A great football coach once said “winning isn’t everything, it’s the only thing.”

That line is often attributed to legendary Green Bay Packers coach Vince Lombardi. Lombardi wasn’t the first to say it. Maybe he heard it first from college football coach Red Sanders, who said it close to a decade before Lombardi made the aphorism famous. Maybe he lifted his signature saying from the 1953 John Wayne movie Trouble Along the Way. It’s doubtful Lombardi actually believed winning is the only thing. Roughly three years after he made the “only thing” remark, he was quoted in a magazine article offering an amended version: “Winning isn’t everything, but wanting to win is.”

Good coaches are good teachers, and they realize that more can be learned from a loss than a win. They tend to see long winning streaks as fool’s gold, because they know from experience that bad habits have a way of forming while their teams are stringing together wins, and those habits are only exposed as damaging after they lead to a defeat.

So it is in politics. You win some and you lose some. But when you lose, you need to lose with a purpose. Something has to be gained from every defeat. Seeds planted during today’s loss grow into the fruits of tomorrow’s victory. How you lose is what defines you.

In recent times, Republicans have lost much more purposefully than Democrats. Democratic Party dominance in the 1960s and especially Barry Goldwater’s landslide loss in 1964 inspired the 1971 Powell Memo that was a blueprint for a merger of corporation and state and an accompanying Republican renaissance.

The Democratic establishment’s response to what the Powell Memo has wrought has been curious to say the least. I wrote in my book Blue Jeans in High Places about a young woman in rural Wisconsin who ran for a seat in the state Assembly. Democratic operatives coached her to avoid being pinned down on issues and to steer clear of controversial stands. The Democrats’ nominee for governor similarly advised her to be as vague as possible on the issues and said her job as a candidate was to be “present and pleasant.” She followed the script. She lost.

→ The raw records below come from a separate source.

//! followup server - HTTP API for the Drive-backed follow-up tracker.

use anyhow::Result;
use clap::Parser;
use followup_server::logging::{self, LogConfig, LogFormat};
use followup_server::{app, config::Config, state::AppState};
use std::net::SocketAddr;
use std::path::PathBuf;
use std::sync::Arc;

/// followup server - personal follow-up tracker backed by Google Drive.
#[derive(Parser, Debug)]
#[command(name = "followup-server")]
#[command(about = "HTTP API for the Drive-backed follow-up tracker")]
#[command(version)]
struct Cli {
    /// Path to config file
    #[arg(short, long, value_name = "FILE")]
    config: Option<PathBuf>,

    /// Override port from config
    #[arg(short, long)]
    port: Option<u16>,

    /// Enable verbose logging
    #[arg(short, long)]
    verbose: bool,

    /// Enable debug logging
    #[arg(short, long)]
    debug: bool,

    /// Quiet mode (WARN and ERROR only)
    #[arg(short, long)]
    quiet: bool,

    /// Log output format
    #[arg(long = "log-format", value_name = "FORMAT", default_value = "text")]
    log_format: LogFormat,
}

#[tokio::main]
async fn main() -> Result<()> {
    let cli = Cli::parse();

    logging::init(&LogConfig::from_cli(
        cli.verbose,
        cli.debug,
        cli.quiet,
        cli.log_format,
    ));

    let mut config = match &cli.config {
        Some(path) => Config::load_from(path)?,
        None => Config::load()?,
    };
    if let Some(port) = cli.port {
        config.port = port;
    }

    tracing::info!(target: "followup::startup", "Loaded configuration (port: {})", config.port);

    let state = Arc::new(AppState::new(config.clone()));
    let app = app(state);

    let addr: SocketAddr = format!("{}:{}", config.host, config.port).parse()?;
    tracing::info!(target: "followup::startup", "Starting server on {}", addr);

    let listener = tokio::net::TcpListener::bind(addr).await?;
    axum::serve(listener, app).await?;

    Ok(())
}
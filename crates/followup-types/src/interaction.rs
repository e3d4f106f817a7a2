//! Interaction records: one logged touch with a contact.

use crate::Channel;
use chrono::{DateTime, Utc};
use serde::{Deserialize, Serialize};
use uuid::Uuid;

/// Who initiated the interaction.
#[derive(Debug, Clone, Copy, PartialEq, Eq, Serialize, Deserialize)]
#[serde(rename_all = "lowercase")]
pub enum Direction {
    Outbound,
    Inbound,
}

/// What came out of the interaction.
#[derive(Debug, Clone, Copy, PartialEq, Eq, Serialize, Deserialize)]
#[serde(rename_all = "snake_case")]
pub enum Outcome {
    None,
    Positive,
    Rejected,
    Scheduled,
    NeedsInfo,
}

impl Default for Outcome {
    fn default() -> Self {
        Self::None
    }
}

/// A single logged touch with a contact.
///
/// Interactions are immutable once written: there is no update path,
/// only append.
#[derive(Debug, Clone, PartialEq, Serialize, Deserialize)]
#[serde(rename_all = "camelCase")]
pub struct Interaction {
    pub id: Uuid,
    /// The contact this interaction belongs to. Must reference an
    /// existing contact at write time.
    pub contact_id: Uuid,
    pub channel: Channel,
    pub direction: Direction,
    pub occurred_at: DateTime<Utc>,
    pub summary: String,
    #[serde(skip_serializing_if = "Option::is_none")]
    pub link: Option<String>,
    pub outcome: Outcome,
    pub created_at: DateTime<Utc>,
}

impl Interaction {
    /// Create an interaction from a validated request.
    ///
    /// `occurred_at` defaults to the creation instant when the request
    /// doesn't carry one.
    pub fn new(req: CreateInteractionRequest) -> Self {
        let now = Utc::now();
        Self {
            id: Uuid::new_v4(),
            contact_id: req.contact_id,
            channel: req.channel,
            direction: req.direction,
            occurred_at: req.occurred_at.unwrap_or(now),
            summary: req.summary,
            link: req.link,
            outcome: req.outcome,
            created_at: now,
        }
    }
}

/// Payload for logging an interaction.
#[derive(Debug, Clone, Deserialize)]
#[serde(rename_all = "camelCase")]
pub struct CreateInteractionRequest {
    pub contact_id: Uuid,
    pub channel: Channel,
    pub direction: Direction,
    #[serde(default)]
    pub occurred_at: Option<DateTime<Utc>>,
    pub summary: String,
    #[serde(default)]
    pub link: Option<String>,
    #[serde(default)]
    pub outcome: Outcome,
}
//! followup server library - HTTP API for the Drive-backed follow-up tracker.
//!
//! This library provides the HTTP routes and application state for the
//! followup API server. It's separated from main.rs to enable
//! integration testing.

pub mod config;
pub mod logging;
pub mod routes;
pub mod state;

use axum::Router;
use axum::routing::{get, patch, post};
use state::AppState;
use std::sync::Arc;
use tower_http::{
    cors::{Any, CorsLayer},
    trace::TraceLayer,
};

/// Build the API router over shared state.
pub fn app(state: Arc<AppState>) -> Router {
    let api_routes = Router::new()
        // Tasks
        .route("/tasks", get(routes::tasks::list).post(routes::tasks::create))
        .route(
            "/tasks/{id}",
            patch(routes::tasks::update).delete(routes::tasks::delete),
        )
        // Contacts
        .route(
            "/contacts",
            get(routes::contacts::list).post(routes::contacts::create),
        )
        .route(
            "/contacts/{id}",
            get(routes::contacts::get).patch(routes::contacts::update),
        )
        .route(
            "/contacts/{id}/interactions",
            get(routes::interactions::list_for_contact),
        )
        // Interaction log
        .route("/interactions", post(routes::interactions::create))
        // Quick-entry date resolution
        .route("/parse-date", get(routes::dates::parse))
        .route("/health", get(routes::health));

    Router::new()
        .nest("/api", api_routes)
        .layer(
            CorsLayer::new()
                .allow_origin(Any)
                .allow_methods(Any)
                .allow_headers(Any),
        )
        .layer(TraceLayer::new_for_http())
        .with_state(state)
}
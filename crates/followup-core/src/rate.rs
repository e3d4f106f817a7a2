//! Fixed-window write throttle keyed by user identity.
//!
//! Bounds accidental write storms from a single user's client; not a
//! security control. State is process-local and resets on restart.

use chrono::{DateTime, Duration, Utc};
use dashmap::DashMap;

struct Window {
    count: u32,
    resets_at: DateTime<Utc>,
}

/// Per-identity fixed window counter. The clock is injected on every
/// call so behavior is testable without sleeping.
pub struct RateGate {
    windows: DashMap<String, Window>,
    max_admits: u32,
    window: Duration,
}

impl RateGate {
    pub const DEFAULT_MAX_ADMITS: u32 = 30;
    pub const DEFAULT_WINDOW_SECS: i64 = 60;

    pub fn new(max_admits: u32, window_secs: i64) -> Self {
        Self {
            windows: DashMap::new(),
            max_admits,
            window: Duration::seconds(window_secs),
        }
    }

    /// Admit or reject a write attempt for `identity` at `now`.
    ///
    /// The first admit for an identity, or the first after window
    /// expiry, resets the count and opens a new window. Once the count
    /// reaches the maximum, further attempts in the same window are
    /// rejected outright; nothing is queued or delayed.
    pub fn admit(&self, identity: &str, now: DateTime<Utc>) -> bool {
        let mut entry = self
            .windows
            .entry(identity.to_string())
            .or_insert_with(|| Window {
                count: 0,
                resets_at: now + self.window,
            });

        let window = entry.value_mut();
        if now > window.resets_at {
            window.count = 1;
            window.resets_at = now + self.window;
            return true;
        }
        if window.count >= self.max_admits {
            return false;
        }
        window.count += 1;
        true
    }
}

impl Default for RateGate {
    fn default() -> Self {
        Self::new(Self::DEFAULT_MAX_ADMITS, Self::DEFAULT_WINDOW_SECS)
    }
}
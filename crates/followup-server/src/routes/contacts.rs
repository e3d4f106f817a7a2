//! Contact routes.

use crate::routes::{ApiError, map_error};
use crate::state::AppState;
use axum::{
    Json,
    extract::{Path, State},
    http::StatusCode,
};
use followup_core::{FollowupError, validate_create_contact, validate_update_contact};
use followup_types::{Contact, CreateContactRequest, UpdateContactRequest};
use std::sync::Arc;
use tracing::info;
use uuid::Uuid;

/// List contacts in creation order.
pub async fn list(State(state): State<Arc<AppState>>) -> Result<Json<Vec<Contact>>, ApiError> {
    let db = state.store.read().await.map_err(map_error)?;
    Ok(Json(db.contacts))
}

pub async fn create(
    State(state): State<Arc<AppState>>,
    Json(req): Json<CreateContactRequest>,
) -> Result<(StatusCode, Json<Contact>), ApiError> {
    if !state.admit_write() {
        return Err(map_error(FollowupError::RateLimited));
    }
    validate_create_contact(&req).map_err(map_error)?;

    let mut db = state.store.read().await.map_err(map_error)?;
    let contact = Contact::new(req);
    db.contacts.push(contact.clone());
    state.store.write(&db).await.map_err(map_error)?;

    info!(target: "followup::api", "created contact {}", contact.id);
    Ok((StatusCode::CREATED, Json(contact)))
}

pub async fn get(
    State(state): State<Arc<AppState>>,
    Path(id): Path<Uuid>,
) -> Result<Json<Contact>, ApiError> {
    let db = state.store.read().await.map_err(map_error)?;
    let contact = db
        .contact(id)
        .cloned()
        .ok_or_else(|| map_error(FollowupError::ContactNotFound(id)))?;
    Ok(Json(contact))
}

pub async fn update(
    State(state): State<Arc<AppState>>,
    Path(id): Path<Uuid>,
    Json(req): Json<UpdateContactRequest>,
) -> Result<Json<Contact>, ApiError> {
    if !state.admit_write() {
        return Err(map_error(FollowupError::RateLimited));
    }
    validate_update_contact(&req).map_err(map_error)?;

    let mut db = state.store.read().await.map_err(map_error)?;
    let contact = db
        .contact_mut(id)
        .ok_or_else(|| map_error(FollowupError::ContactNotFound(id)))?;
    contact.apply(&req);
    let updated = contact.clone();

    state.store.write(&db).await.map_err(map_error)?;
    Ok(Json(updated))
}
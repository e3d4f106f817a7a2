//! Common test utilities: an in-memory fake of the Drive files API.

#![allow(dead_code)]

use axum::extract::{Path, State};
use axum::routing::{get, patch, post};
use axum::{Json, Router, http::StatusCode};
use followup_core::{DriveConfig, DriveStore, OauthTokenProvider};
use followup_server::config::Config;
use std::sync::atomic::{AtomicBool, AtomicUsize, Ordering};
use std::sync::{Arc, Mutex};

pub const FILE_ID: &str = "fake-file-1";
pub const FILE_NAME: &str = "followup-db.json";

/// In-memory stand-in for the Drive backing store.
#[derive(Default)]
pub struct FakeDrive {
    /// Serialized document content; None until a file is created.
    content: Mutex<Option<String>>,
    /// Number of file-creation uploads observed.
    creates: AtomicUsize,
    /// When set, the next media fetch 404s even though the file
    /// resolved. One-shot.
    vanish_on_fetch: AtomicBool,
    /// When set, media updates fail with a 503.
    fail_writes: AtomicBool,
}

impl FakeDrive {
    pub fn seed(&self, content: &str) {
        *self.content.lock().unwrap() = Some(content.to_string());
    }

    pub fn content(&self) -> Option<String> {
        self.content.lock().unwrap().clone()
    }

    pub fn creates(&self) -> usize {
        self.creates.load(Ordering::SeqCst)
    }

    pub fn vanish_on_next_fetch(&self) {
        self.vanish_on_fetch.store(true, Ordering::SeqCst);
    }

    pub fn fail_writes(&self, fail: bool) {
        self.fail_writes.store(fail, Ordering::SeqCst);
    }
}

async fn list_files(State(drive): State<Arc<FakeDrive>>) -> Json<serde_json::Value> {
    let exists = drive.content.lock().unwrap().is_some();
    let files = if exists {
        serde_json::json!([{"id": FILE_ID, "name": FILE_NAME}])
    } else {
        serde_json::json!([])
    };
    Json(serde_json::json!({ "files": files }))
}

async fn create_file(
    State(drive): State<Arc<FakeDrive>>,
    body: String,
) -> Json<serde_json::Value> {
    drive.creates.fetch_add(1, Ordering::SeqCst);
    let content = multipart_payload(&body).unwrap_or_default();
    *drive.content.lock().unwrap() = Some(content);
    Json(serde_json::json!({ "id": FILE_ID }))
}

async fn fetch_file(
    State(drive): State<Arc<FakeDrive>>,
    Path(_id): Path<String>,
) -> Result<String, StatusCode> {
    if drive.vanish_on_fetch.swap(false, Ordering::SeqCst) {
        return Err(StatusCode::NOT_FOUND);
    }
    drive.content().ok_or(StatusCode::NOT_FOUND)
}

async fn update_file(
    State(drive): State<Arc<FakeDrive>>,
    Path(id): Path<String>,
    body: String,
) -> Result<Json<serde_json::Value>, (StatusCode, String)> {
    if drive.fail_writes.load(Ordering::SeqCst) {
        return Err((StatusCode::SERVICE_UNAVAILABLE, "storage quota".to_string()));
    }
    *drive.content.lock().unwrap() = Some(body);
    Ok(Json(serde_json::json!({ "id": id })))
}

async fn token() -> Json<serde_json::Value> {
    Json(serde_json::json!({ "access_token": "fake-token", "expires_in": 3600 }))
}

/// The document part is the last JSON body of the multipart/related
/// upload.
fn multipart_payload(body: &str) -> Option<String> {
    let tail = body.rsplit("\r\n\r\n").next()?;
    let end = tail.find("\r\n--")?;
    Some(tail[..end].to_string())
}

pub fn fake_drive_router(drive: Arc<FakeDrive>) -> Router {
    Router::new()
        .route("/files", get(list_files))
        .route("/files/{id}", get(fetch_file))
        .route("/upload/files", post(create_file))
        .route("/upload/files/{id}", patch(update_file))
        .route("/token", post(token))
        .with_state(drive)
}

/// Spawn the fake backend on an ephemeral port, returning its base URL.
pub async fn spawn_fake_drive(drive: Arc<FakeDrive>) -> String {
    let listener = tokio::net::TcpListener::bind("127.0.0.1:0").await.unwrap();
    let addr = listener.local_addr().unwrap();
    tokio::spawn(async move {
        axum::serve(listener, fake_drive_router(drive)).await.unwrap();
    });
    format!("http://{addr}")
}

/// A store wired to the fake backend.
pub fn drive_store(base: &str) -> DriveStore<OauthTokenProvider> {
    let tokens = OauthTokenProvider::new("test-client", "test-secret", "test-refresh")
        .with_token_url(format!("{base}/token"));
    DriveStore::new(
        tokens,
        DriveConfig {
            api_base: base.to_string(),
            upload_base: format!("{base}/upload"),
            file_name: FILE_NAME.to_string(),
        },
    )
}

/// Server config pointed at the fake backend.
pub fn test_config(base: &str, rate_max_writes: u32) -> Config {
    Config {
        drive_api_base: base.to_string(),
        drive_upload_base: format!("{base}/upload"),
        token_url: format!("{base}/token"),
        db_file_name: FILE_NAME.to_string(),
        rate_max_writes,
        user_email: Some("tester@example.com".to_string()),
        client_id: Some("test-client".to_string()),
        client_secret: Some("test-secret".to_string()),
        refresh_token: Some("test-refresh".to_string()),
        ..Config::default()
    }
}
//! Field-level and referential validation, applied before any write
//! reaches the store.

use crate::Result;
use crate::error::{FieldError, FollowupError};
use followup_types::{
    CreateContactRequest, CreateInteractionRequest, CreateTaskRequest, Database,
    UpdateContactRequest, UpdateTaskRequest,
};
use once_cell::sync::Lazy;
use regex::Regex;
use uuid::Uuid;

static EMAIL: Lazy<Regex> = Lazy::new(|| Regex::new(r"^[^\s@]+@[^\s@]+\.[^\s@]+$").unwrap());

pub fn validate_create_contact(req: &CreateContactRequest) -> Result<()> {
    let mut errors = Vec::new();
    if req.name.trim().is_empty() {
        errors.push(FieldError::new("name", "is required"));
    }
    check_url("linkedinUrl", req.linkedin_url.as_deref(), &mut errors);
    check_email("email", req.email.as_deref(), &mut errors);
    finish(errors)
}

pub fn validate_update_contact(req: &UpdateContactRequest) -> Result<()> {
    let mut errors = Vec::new();
    if let Some(name) = &req.name {
        if name.trim().is_empty() {
            errors.push(FieldError::new("name", "must not be empty"));
        }
    }
    check_url("linkedinUrl", req.linkedin_url.as_deref(), &mut errors);
    check_email("email", req.email.as_deref(), &mut errors);
    finish(errors)
}

pub fn validate_create_interaction(req: &CreateInteractionRequest) -> Result<()> {
    let mut errors = Vec::new();
    if req.summary.trim().is_empty() {
        errors.push(FieldError::new("summary", "is required"));
    }
    check_url("link", req.link.as_deref(), &mut errors);
    finish(errors)
}

pub fn validate_create_task(req: &CreateTaskRequest) -> Result<()> {
    let mut errors = Vec::new();
    if req.title.trim().is_empty() {
        errors.push(FieldError::new("title", "is required"));
    }
    finish(errors)
}

pub fn validate_update_task(req: &UpdateTaskRequest) -> Result<()> {
    let mut errors = Vec::new();
    if let Some(title) = &req.title {
        if title.trim().is_empty() {
            errors.push(FieldError::new("title", "must not be empty"));
        }
    }
    finish(errors)
}

/// Referential check: the id must name an existing contact in the
/// current document, otherwise the operation is rejected before any
/// write occurs.
pub fn require_contact(db: &Database, id: Uuid) -> Result<()> {
    if db.contact_exists(id) {
        Ok(())
    } else {
        Err(FollowupError::ContactNotFound(id))
    }
}

// An empty string is accepted everywhere a URL or email is optional; it
// is how clients clear a field.
fn check_url(field: &'static str, value: Option<&str>, errors: &mut Vec<FieldError>) {
    if let Some(url) = value {
        if !url.is_empty() && reqwest::Url::parse(url).is_err() {
            errors.push(FieldError::new(field, "must be a valid URL"));
        }
    }
}

fn check_email(field: &'static str, value: Option<&str>, errors: &mut Vec<FieldError>) {
    if let Some(email) = value {
        if !email.is_empty() && !EMAIL.is_match(email) {
            errors.push(FieldError::new(field, "must be a valid email address"));
        }
    }
}

fn finish(errors: Vec<FieldError>) -> Result<()> {
    if errors.is_empty() {
        Ok(())
    } else {
        Err(FollowupError::validation(errors))
    }
}
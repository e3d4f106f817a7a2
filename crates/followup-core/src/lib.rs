//! Core storage, parsing, and validation for the followup tracker.

mod auth;
mod dates;
mod error;
mod model;
mod rate;
mod store;

pub use auth::{OauthTokenProvider, TokenProvider};
pub use dates::resolve_natural_date;
pub use error::{FieldError, FollowupError, ValidationErrors};
pub use model::{
    require_contact, validate_create_contact, validate_create_interaction, validate_create_task,
    validate_update_contact, validate_update_task,
};
pub use rate::RateGate;
pub use store::{DriveConfig, DriveStore};

/// Result type for followup operations.
pub type Result<T> = std::result::Result<T, FollowupError>;
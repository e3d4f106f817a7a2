//! End-to-end route tests: the axum app over a fake Drive backend.

mod common;

use axum::http::StatusCode;
use axum_test::TestServer;
use chrono::{Duration, Utc};
use common::{FakeDrive, spawn_fake_drive, test_config};
use followup_server::{app, state::AppState};
use serde_json::{Value, json};
use std::sync::Arc;

async fn test_server(rate_max_writes: u32) -> (TestServer, Arc<FakeDrive>) {
    let drive = Arc::new(FakeDrive::default());
    let base = spawn_fake_drive(drive.clone()).await;
    let state = Arc::new(AppState::new(test_config(&base, rate_max_writes)));
    (TestServer::new(app(state)).unwrap(), drive)
}

#[tokio::test]
async fn health_reports_ok() {
    let (server, _drive) = test_server(30).await;
    let response = server.get("/api/health").await;
    assert_eq!(response.status_code(), StatusCode::OK);
    assert_eq!(response.json::<Value>()["status"], "ok");
}

#[tokio::test]
async fn tasks_list_is_sorted_by_due_date_with_undated_last() {
    let (server, _drive) = test_server(30).await;
    let soon = (Utc::now() + Duration::days(1)).to_rfc3339();
    let later = (Utc::now() + Duration::days(5)).to_rfc3339();

    for body in [
        json!({"title": "later", "dueAt": later}),
        json!({"title": "undated"}),
        json!({"title": "soon", "dueAt": soon}),
    ] {
        let response = server.post("/api/tasks").json(&body).await;
        assert_eq!(response.status_code(), StatusCode::CREATED);
    }

    let tasks = server.get("/api/tasks").await.json::<Vec<Value>>();
    let titles: Vec<_> = tasks.iter().map(|t| t["title"].as_str().unwrap()).collect();
    assert_eq!(titles, vec!["soon", "later", "undated"]);
}

#[tokio::test]
async fn task_with_unknown_contact_is_rejected_without_a_write() {
    let (server, drive) = test_server(30).await;

    let response = server
        .post("/api/tasks")
        .json(&json!({
            "title": "Orphan",
            "contactId": "11111111-2222-3333-4444-555555555555"
        }))
        .await;
    assert_eq!(response.status_code(), StatusCode::NOT_FOUND);

    // The backing document still holds no tasks.
    let stored: Value = serde_json::from_str(&drive.content().unwrap()).unwrap();
    assert_eq!(stored["tasks"], json!([]));
}

#[tokio::test]
async fn blank_title_is_a_validation_error() {
    let (server, _drive) = test_server(30).await;
    let response = server.post("/api/tasks").json(&json!({"title": "  "})).await;
    assert_eq!(response.status_code(), StatusCode::BAD_REQUEST);
    let body = response.json::<Value>();
    assert!(body["error"].as_str().unwrap().contains("title"));
}

#[tokio::test]
async fn rate_gate_rejects_after_the_window_limit() {
    let (server, _drive) = test_server(2).await;

    for _ in 0..2 {
        let response = server
            .post("/api/tasks")
            .json(&json!({"title": "Allowed"}))
            .await;
        assert_eq!(response.status_code(), StatusCode::CREATED);
    }

    let response = server
        .post("/api/tasks")
        .json(&json!({"title": "Throttled"}))
        .await;
    assert_eq!(response.status_code(), StatusCode::TOO_MANY_REQUESTS);
}

#[tokio::test]
async fn task_update_and_delete_flow() {
    let (server, _drive) = test_server(30).await;

    let created = server
        .post("/api/tasks")
        .json(&json!({"title": "Toggle me"}))
        .await
        .json::<Value>();
    let id = created["id"].as_str().unwrap().to_string();
    assert_eq!(created["status"], "open");

    let updated = server
        .patch(&format!("/api/tasks/{id}"))
        .json(&json!({"status": "done"}))
        .await;
    assert_eq!(updated.status_code(), StatusCode::OK);
    assert_eq!(updated.json::<Value>()["status"], "done");

    // Snooze: reschedule the due date.
    let due = (Utc::now() + Duration::days(7)).to_rfc3339();
    let snoozed = server
        .patch(&format!("/api/tasks/{id}"))
        .json(&json!({"dueAt": due}))
        .await;
    assert_eq!(snoozed.status_code(), StatusCode::OK);
    assert!(snoozed.json::<Value>()["dueAt"].is_string());

    let missing = server
        .patch("/api/tasks/99999999-9999-9999-9999-999999999999")
        .json(&json!({"status": "done"}))
        .await;
    assert_eq!(missing.status_code(), StatusCode::NOT_FOUND);

    let deleted = server.delete(&format!("/api/tasks/{id}")).await;
    assert_eq!(deleted.status_code(), StatusCode::NO_CONTENT);

    let tasks = server.get("/api/tasks").await.json::<Vec<Value>>();
    assert!(tasks.is_empty());
}

#[tokio::test]
async fn logging_an_interaction_touches_the_contact() {
    let (server, _drive) = test_server(30).await;

    let contact = server
        .post("/api/contacts")
        .json(&json!({"name": "Ada Lovelace", "email": "ada@example.com"}))
        .await
        .json::<Value>();
    let contact_id = contact["id"].as_str().unwrap().to_string();
    assert!(contact["lastTouchedAt"].is_null());

    let response = server
        .post("/api/interactions")
        .json(&json!({
            "contactId": contact_id,
            "channel": "email",
            "direction": "outbound",
            "summary": "Sent the intro note",
            "outcome": "positive"
        }))
        .await;
    assert_eq!(response.status_code(), StatusCode::CREATED);

    let contact = server
        .get(&format!("/api/contacts/{contact_id}"))
        .await
        .json::<Value>();
    assert!(contact["lastTouchedAt"].is_string());

    let interactions = server
        .get(&format!("/api/contacts/{contact_id}/interactions"))
        .await
        .json::<Vec<Value>>();
    assert_eq!(interactions.len(), 1);
    assert_eq!(interactions[0]["outcome"], "positive");
}

#[tokio::test]
async fn contact_update_merges_fields() {
    let (server, _drive) = test_server(30).await;

    let contact = server
        .post("/api/contacts")
        .json(&json!({"name": "Grace", "company": "Navy"}))
        .await
        .json::<Value>();
    let id = contact["id"].as_str().unwrap().to_string();

    let updated = server
        .patch(&format!("/api/contacts/{id}"))
        .json(&json!({"status": "waiting", "tags": ["vip"]}))
        .await;
    assert_eq!(updated.status_code(), StatusCode::OK);

    let body = updated.json::<Value>();
    assert_eq!(body["status"], "waiting");
    assert_eq!(body["company"], "Navy");
    assert_eq!(body["tags"], json!(["vip"]));
}

#[tokio::test]
async fn invalid_contact_email_is_rejected() {
    let (server, _drive) = test_server(30).await;
    let response = server
        .post("/api/contacts")
        .json(&json!({"name": "Ada", "email": "not-an-email"}))
        .await;
    assert_eq!(response.status_code(), StatusCode::BAD_REQUEST);
    assert!(
        response.json::<Value>()["error"]
            .as_str()
            .unwrap()
            .contains("email")
    );
}

#[tokio::test]
async fn parse_date_resolves_or_returns_null() {
    let (server, _drive) = test_server(30).await;

    let response = server
        .get("/api/parse-date")
        .add_query_param("q", "tomorrow")
        .await;
    assert_eq!(response.status_code(), StatusCode::OK);
    assert!(response.json::<Value>()["dueAt"].is_string());

    let response = server
        .get("/api/parse-date")
        .add_query_param("q", "not a real date")
        .await;
    assert_eq!(response.status_code(), StatusCode::OK);
    assert!(response.json::<Value>()["dueAt"].is_null());
}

In fact, the Democrats lost twice in that instance. Not only was that election lost, but nothing was said or done to get voters to start thinking differently or challenge the other side’s orthodoxy. Nothing was said or done to create conditions favorable to winning the next election.

Since my book was published, I’ve lost count of the number of former candidates for state and federal offices who have told me they received the same coaching. They followed the same script. They also lost. Twice. Democrats across the country are making a habit of running scared for the sake of “electability” . . . and losing anyway.

You lose in politics sometimes. But every loss has to have a purpose. There was a purpose to Goldwater’s defeat. Present and pleasant serves no purpose.